Orbene, in una di queste visite ho trovato esposto in vetrina un quadro dalle pennellate ventose, tutto giocato su toni rosacei (forse alba, forse tramonto, più probabilmente sogno o ricordo lontano): una lunga strada d'asfalto che sfuggiva dalla vista, rincorrendo palazzi di nuvole. Quando Franco mi ha chiesto se sapevo chi fosse io ho azzardato Alessandro Papetti, e giuro che per me, nell'incertezza, era un profondo complimento, perchè ritengo Papetti un artista a dir poco straordinario; lui, sempre senza dire niente, ha fatto una delle sue tipiche facce-torve-modello-Ristori particolarmente adorabili e ho capito subito di aver cannato, ma per arrivare a dirmi chi fosse davvero mi ha fatto penare un pochino. Ho volutamente lasciato che la curiosità prendesse il sopravvento, anche perchè trovo normale e tutt'altro che umiliante il fatto che che io non conosca tutti gli artisti toscani esistenti, soprattutto considerando che non è il mio campo (per lo meno, non quello principale).
E' andata così la mia prima volta con un quadro di Claudio Cionini, che per la cronaca ha esattamente vent'anni in meno di Papetti (vent'anni di vita, e di esperienza, di lavoro, di tele, di studio, di esposizioni) ma a vederne i lavori non si direbbe proprio, tanto è già "avanti" (magari giusto tre o quattro, quel tanto che basta perchè la prossima volta un assicuratore in estasi, ammirando un lavoro di qualche giovane nuova leva, azzardi con deferenza che è un Cionini). Esattamente come mi succede con la pasta, il formaggio e le bistecche, la prima volta non mi basta mai, e ho voluto - ingolosita e lievemente bulimica - vederne ancora e ancora, finchè una voce un po' meno torva e più rasserenata non mi ha buttato lì l'idea di scriverci sopra qualcosa.

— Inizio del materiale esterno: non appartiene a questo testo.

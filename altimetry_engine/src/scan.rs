// Copyright 2025 the Altimetry Authors
// SPDX-License-Identifier: Apache-2.0 OR MIT

//! Extremum scan of one tile snapshot against one shape.
//!
//! Both sides are in the tile set's root frame, so samples and the rays cast through
//! them stay at the magnitude of the root frame rather than of world space.

use altimetry_mesh::{Backend, IndexedMesh, Ray, Triangle};
use glam::DVec3;
use log::trace;

use crate::config::{SampleMode, ScanConfig};
use crate::registry::ShapeRecord;
use crate::types::{PassStats, ResultState, altitude_of};

/// Per-pair constants shared by every sample.
struct Probe<'a, B: Backend> {
    tile: &'a IndexedMesh<B>,
    shape: &'a IndexedMesh<B>,
    direction: DVec3,
    raycast_distance: f64,
    /// Cosine of the refinement angle limit, when refinement is on.
    min_facing: Option<f64>,
}

impl<B: Backend> Probe<'_, B> {
    /// Test one root-frame sample and fold it into `result`. Returns true if an extreme moved.
    fn sample(&self, point: DVec3, result: &mut ResultState, stats: &mut PassStats) -> bool {
        stats.samples += 1;
        let altitude = altitude_of(point, self.direction);
        if result.is_interior(altitude) {
            return false;
        }

        // Start far past the sample along the axis and look back through it.
        let ray = Ray::new(
            point + self.direction * self.raycast_distance,
            -self.direction,
        );
        stats.rays_cast += 1;
        if self.shape.raycast(&ray).is_none() {
            return false;
        }

        let Some(min_facing) = self.min_facing else {
            return result.offer(altitude, point);
        };
        stats.rays_cast += 1;
        // A miss here discards the sample.
        let Some(hit) = self.tile.raycast(&ray) else {
            return false;
        };
        if hit.normal.dot(ray.direction).abs() < min_facing {
            return false;
        }
        result.offer(altitude_of(hit.point, self.direction), hit.point)
    }
}

/// Scan `tile` under `shape`, updating the shape's extremes.
///
/// `visited` is scratch space for vertex dedup; its contents on entry do not matter.
/// Returns true if either extreme moved.
pub(crate) fn scan_pair<B: Backend>(
    tile: &IndexedMesh<B>,
    shape: &mut ShapeRecord<B>,
    config: &ScanConfig,
    visited: &mut Vec<bool>,
    stats: &mut PassStats,
) -> bool {
    let ShapeRecord {
        direction,
        geometry,
        result,
    } = shape;
    let direction = *direction;

    let tile_sphere = tile.sphere();
    if !tile_sphere.overlaps_along(&geometry.sphere(), direction) {
        stats.pairs_culled += 1;
        trace!(
            "culled pair: lateral distance {:.3}",
            tile_sphere.lateral_distance(&geometry.sphere(), direction)
        );
        return false;
    }
    stats.pairs_scanned += 1;

    let probe = Probe {
        tile,
        shape: geometry,
        direction,
        raycast_distance: config.raycast_distance,
        min_facing: config.surface_refinement.map(|r| r.max_angle.cos()),
    };
    let mesh = tile.mesh();
    visited.clear();
    visited.resize(mesh.vertex_count(), false);

    let mut changed = false;
    for &corners in mesh.triangles() {
        let [a, b, c] = corners.map(|v| mesh.vertex(v));
        let tri = Triangle::new(a, b, c);
        if tri.normal().dot(direction).abs() < config.skirt_threshold {
            continue;
        }
        match config.sample_mode {
            SampleMode::Vertices => {
                for (&v, point) in corners.iter().zip([a, b, c]) {
                    let seen = &mut visited[v as usize];
                    if *seen {
                        continue;
                    }
                    *seen = true;
                    changed |= probe.sample(point, result, stats);
                }
            }
            SampleMode::Centroids => {
                changed |= probe.sample(tri.centroid(), result, stats);
            }
        }
    }
    changed
}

Franco Ristori è un gran dritto, sa perfettamente quali sono le richieste a cui io difficilmente dico di no, tant'è che qualcosa è davvero uscito fuori come da un'ampolla di ricordi, da un'unione spirituale di percorsi, teoricamente destinato (come ultimo, ultimissimo, quasi nascosto) al Catalogo di una prossima Mostra romana. Dico "teoricamente" perchè magari sarebbe meglio che me ne stessi zitta e buona senza divulgare alcunchè, ma sono talmente elettrizzata dall'idea di poter far scoprire Claudio Cionini a chi - come me - non ne conosceva il lavoro e la profonda sensibilità, che posso anche rischiare di bruciarmi la pubblicazione.
L'ho postato qui sotto, sotto questo fresco cappello estivo un po' anomalo; se, leggendo queste mie parole d'anima, ci sarà anche una sola persona - un amico fedele o un navigatore di passaggio, un nome a me noto o uno sconosciuto fugace - che sentirà la curiosità di approfondire un legame con Claudio Cionini nel suo sito, oppure che passerà per Firenze giusto per darci un'occhiatina dal vivo nella Bottega Artigiana di Franco Ristori, o che sentirà sotto sotto il bisogno - lentamente insopprimibile - di vedere appeso, nel proprio studio, nel proprio salotto, qualcosa di suo (forse di rapido, come un lampo in un viale, forse di calmo, come un argano solitario nella polvere), io sarò veramente appagata. E contenta.